A fila represada do INSS é dor de cabeça eleitoral para Lula. No momento em que o senador Flávio Bolsonaro (PL) avança nas pesquisas e empata tecnicamente com o petista no segundo turno, a necessidade de reduzi-la passa a ser urgente para o presidente ainda neste primeiro semestre.
Esse é o caso em que o processo de normalização do fluxo de pedidos não tem potencial para garantir sozinho ganhos elevados de popularidade. Mas a permanência da fila em níveis recordes pode tirar votos de Lula numa disputa eleitoral acirrada.
Imagens de velhinhos e doentes reclamando do INSS são um prato cheio para adversários políticos de candidatos que estão no governo e buscam a reeleição.

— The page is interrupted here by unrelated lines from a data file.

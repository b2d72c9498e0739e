mod collision;
mod engine;
mod object;
mod pool;
mod render;
mod state;
mod timer;

pub use object::{Position, Size};

use std::collections::HashMap;

use color_eyre::eyre::{eyre, Result};
use crossterm::event::{MouseEvent, MouseEventKind};
use rand::{rngs::StdRng, SeedableRng};
use ratatui::{prelude::*, widgets::*};
use tokio::sync::mpsc::UnboundedSender;
use tracing::{info, trace};

use super::{Frame, Page, PageId};
use crate::{
    action::{act, Action, ActionState, Command, GameAction},
    config::{key_event_to_string, GameConfig, PageKeyBindings},
    constants::INSTRUCTIONS,
    pages::game::{
        engine::Engine,
        render::{Hud, HudView, WorldView},
        state::Status,
        timer::TickTimer,
    },
};

pub struct GamePage {
    pub action_tx: Option<UnboundedSender<Action>>,
    pub keymap: PageKeyBindings,
    engine: Engine<StdRng>,
    hud: Hud,
    timer: TickTimer,
}

impl GamePage {
    /// `seed` pins the obstacle layout; without it the layout is random.
    pub fn new(config: GameConfig, seed: Option<u64>) -> Self {
        let rng = match seed {
            Some(seed) => StdRng::seed_from_u64(seed),
            None => StdRng::from_entropy(),
        };
        let mut hud = Hud::new(config.starting_health);
        let timer = TickTimer::new(config.tick_interval());
        let engine = Engine::new(config, rng, &mut hud);
        GamePage { action_tx: None, keymap: PageKeyBindings::default(), engine, hud, timer }
    }

    fn action_tx(&self) -> Result<UnboundedSender<Action>> {
        self.action_tx.clone().ok_or_else(|| eyre!("game page has no action handler"))
    }

    fn start(&mut self) -> Result<()> {
        let tx = self.action_tx()?;
        if self.engine.start(&mut self.hud) {
            self.timer.start(tx);
        }
        Ok(())
    }

    fn restart(&mut self) -> Result<()> {
        let tx = self.action_tx()?;
        if self.engine.restart(&mut self.hud) {
            self.timer.start(tx);
        }
        Ok(())
    }

    fn tick(&mut self, generation: u64) -> Result<()> {
        if !self.timer.accepts(generation) {
            trace!("dropping tick from stale timer {generation}");
            return Ok(());
        }
        if let Status::GameOver(cause) = self.engine.tick(&mut self.hud)? {
            self.timer.stop();
            info!("stopped ticking after {cause}");
        }
        Ok(())
    }

    /// Key shown to the player for `action`, taken from the active keymap.
    fn key_for(&self, action: GameAction) -> String {
        let mut keys: Vec<String> = self
            .keymap
            .iter()
            .filter(|(_, bound)| bound.command == Command::Game(action) && bound.state == ActionState::Start)
            .map(|(event, _)| key_event_to_string(event))
            .collect();
        keys.sort();
        keys.into_iter().next().unwrap_or_else(|| "?".to_string())
    }

    fn draw_overlay(&self, f: &mut Frame<'_>, area: Rect) {
        let prompt = match self.engine.status() {
            Status::Ready => "Play",
            Status::GameOver(_) => "Restart",
            Status::Playing => return,
        };
        let mut lines = vec![Line::from(INSTRUCTIONS)];
        if let Status::GameOver(cause) = self.engine.status() {
            lines.insert(0, Line::from(format!("Game over: {cause}, score {}", self.hud.score)).bold());
        }
        lines.push(Line::from(""));
        let key = match self.engine.status() {
            Status::GameOver(_) => self.key_for(GameAction::Restart),
            _ => self.key_for(GameAction::Jump),
        };
        lines.push(Line::from(format!("[ {key} ] {prompt}")).style(Style::default().fg(Color::Black).bg(Color::Cyan)));

        let width = lines.iter().map(|line| line.width()).max().unwrap_or(0) as u16 + 4;
        let height = lines.len() as u16 + 2;
        let [_, area, _] =
            Layout::vertical([Constraint::Fill(1), Constraint::Length(height), Constraint::Fill(1)]).areas(area);
        let [_, area, _] =
            Layout::horizontal([Constraint::Fill(1), Constraint::Length(width), Constraint::Fill(1)]).areas(area);

        let paragraph = Paragraph::new(lines)
            .alignment(Alignment::Center)
            .block(Block::default().borders(Borders::ALL).border_type(BorderType::Rounded))
            .style(Style::default().bg(Color::Black).fg(Color::White));
        f.render_widget(Clear, area);
        f.render_widget(paragraph, area);
    }
}

impl Page for GamePage {
    fn id(&self) -> PageId {
        PageId::Game
    }

    fn register_keymap(&mut self, keymaps: &HashMap<PageId, PageKeyBindings>) -> Result<()> {
        if let Some(keymap) = keymaps.get(&self.id()) {
            self.keymap = keymap.clone();
        }
        Ok(())
    }

    fn register_action_handler(&mut self, tx: UnboundedSender<Action>) -> Result<()> {
        self.action_tx = Some(tx);
        Ok(())
    }

    fn handle_mouse_events(&mut self, mouse: MouseEvent) -> Result<Option<Action>> {
        match mouse.kind {
            MouseEventKind::Down(_) => Ok(Some(act!(Command::Game(GameAction::Jump)))),
            _ => Ok(None),
        }
    }

    fn update(&mut self, action: Action) -> Result<Option<Action>> {
        match action.command {
            Command::StartGame => self.start()?,
            Command::Game(GameAction::Jump) if action.state == ActionState::Start => {
                self.engine.jump(&mut self.hud);
            },
            Command::Game(GameAction::Restart) => self.restart()?,
            Command::Game(GameAction::Tick(generation)) => self.tick(generation)?,
            _ => {},
        }
        Ok(None)
    }

    fn draw(&mut self, f: &mut Frame<'_>, area: Rect) -> Result<()> {
        let [hud_area, world_area] = Layout::vertical([Constraint::Length(1), Constraint::Fill(1)]).areas(area);

        f.render_widget(HudView::new(&self.hud), hud_area);
        f.render_widget(WorldView::new(self.engine.entities()), world_area);
        self.draw_overlay(f, world_area);

        Ok(())
    }
}

#[cfg(test)]
mod tests {
    use std::time::Duration;

    use crossterm::event::{KeyModifiers, MouseButton};
    use pretty_assertions::assert_eq;
    use tokio::{sync::mpsc, time::timeout};

    use super::*;
    use crate::pages::game::{object::Position, state::GameOverCause};

    fn page() -> (GamePage, mpsc::UnboundedReceiver<Action>) {
        let (tx, rx) = mpsc::unbounded_channel();
        let mut page = GamePage::new(GameConfig::default(), Some(3));
        page.register_action_handler(tx).unwrap();
        (page, rx)
    }

    async fn next_action(rx: &mut mpsc::UnboundedReceiver<Action>) -> Action {
        timeout(Duration::from_secs(2), rx.recv()).await.unwrap().unwrap()
    }

    #[tokio::test]
    async fn test_start_runs_the_timer() {
        let (mut page, mut rx) = page();
        page.update(act!(Command::StartGame)).unwrap();
        assert_eq!(page.engine.status(), Status::Playing);
        assert!(page.timer.is_running());

        let before = page.engine.bird().vertical();
        let action = next_action(&mut rx).await;
        page.update(action).unwrap();
        assert!(page.engine.bird().vertical() < before);
    }

    #[tokio::test]
    async fn test_game_over_stops_the_timer_once() {
        let (mut page, mut rx) = page();
        page.update(act!(Command::StartGame)).unwrap();
        page.engine.bird_mut().set_position(Position::new(16.7, 37.5));

        let action = next_action(&mut rx).await;
        page.update(action).unwrap();
        assert_eq!(page.engine.status(), Status::GameOver(GameOverCause::GroundImpact));
        assert!(!page.timer.is_running());
        assert_eq!(page.hud.status, Status::GameOver(GameOverCause::GroundImpact));
    }

    #[tokio::test]
    async fn test_stale_ticks_are_dropped() {
        let (mut page, mut rx) = page();
        page.update(act!(Command::StartGame)).unwrap();
        let stale = page.timer.generation();
        page.engine.bird_mut().set_position(Position::new(16.7, 37.5));
        let action = next_action(&mut rx).await;
        page.update(action).unwrap();

        page.update(act!(Command::Game(GameAction::Restart))).unwrap();
        assert_eq!(page.engine.status(), Status::Playing);
        assert_ne!(page.timer.generation(), stale);

        let bird = page.engine.bird().position();
        page.update(act!(Command::Game(GameAction::Tick(stale)))).unwrap();
        assert_eq!(page.engine.bird().position(), bird);
        assert_eq!(bird, Position::new(58.3, 37.5));
    }

    #[tokio::test]
    async fn test_restart_while_playing_keeps_the_timer() {
        let (mut page, _rx) = page();
        page.update(act!(Command::StartGame)).unwrap();
        let generation = page.timer.generation();
        page.update(act!(Command::Game(GameAction::Restart))).unwrap();
        page.update(act!(Command::StartGame)).unwrap();
        assert_eq!(page.timer.generation(), generation);
    }

    #[test]
    fn test_jump_ignored_before_start() {
        let (mut page, _rx) = page();
        page.update(act!(Command::Game(GameAction::Jump))).unwrap();
        assert_eq!(page.engine.bird().vertical(), 58.3);
    }

    #[tokio::test]
    async fn test_jump_only_on_press() {
        let (mut page, _rx) = page();
        page.update(act!(Command::StartGame)).unwrap();

        for state in [ActionState::Repeat, ActionState::End] {
            page.update(Action { command: Command::Game(GameAction::Jump), state }).unwrap();
            assert_eq!(page.engine.bird().vertical(), 58.3);
        }

        page.update(act!(Command::Game(GameAction::Jump))).unwrap();
        assert!((page.engine.bird().vertical() - (58.3 + 6.6)).abs() < 1e-9);
    }

    #[test]
    fn test_mouse_press_is_a_jump() {
        let (mut page, _rx) = page();
        let press = MouseEvent {
            kind: MouseEventKind::Down(MouseButton::Left),
            column: 3,
            row: 4,
            modifiers: KeyModifiers::NONE,
        };
        assert_eq!(page.handle_mouse_events(press).unwrap(), Some(act!(Command::Game(GameAction::Jump))));

        let release = MouseEvent { kind: MouseEventKind::Up(MouseButton::Left), ..press };
        assert_eq!(page.handle_mouse_events(release).unwrap(), None);
    }

    #[test]
    fn test_start_without_action_handler_fails() {
        let mut page = GamePage::new(GameConfig::default(), Some(3));
        assert!(page.update(act!(Command::StartGame)).is_err());
        assert_eq!(page.engine.status(), Status::Ready);
        assert!(!page.timer.is_running());
    }
}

Na guerra de números e comparações que alimentam as narrativas das campanhas eleitorais, Lula (pelos números oficiais) perde para o ex-presidente Jair Bolsonaro, com o recorde de 3,07 milhões de pedidos represados, alcançados no início de janeiro deste ano. A fila é grande e não priorizou os casos mais graves.
Assim como Lula, Bolsonaro enfrentou uma crise crônica no INSS. Era o primeiro ano do seu governo, quando o auge da fila aconteceu em julho, com 2,5 milhões de pedidos dos segurados esperando resposta do órgão.
O então secretário de Previdência do Ministério da Economia, Rogério Marinho, demitiu o presidente do INSS, Renato Vieira, meses depois, em janeiro de 2020. Marinho é hoje senador e coordenador da pré-campanha presidencial do filho de Bolsonaro. Ele conhece o assunto e vai explorar o problema na campanha. A fila é maior em tamanho, mas também um problema para as contas públicas. Até aqui, o represamento ajudou a diminuir o déficit de Fernando Haddad.
A partir de agora, reduzir a fila em velocidade maior, como cobra Lula, exigirá dinheiro para pagar os benefícios num cenário com menos espaço para acelerar a liberação de emendas parlamentares até a campanha eleitoral.
O presidente e sua equipe econômica terão de lidar com a fila e as fraudes na concessão de benefícios, que seguem em trajetória insustentável.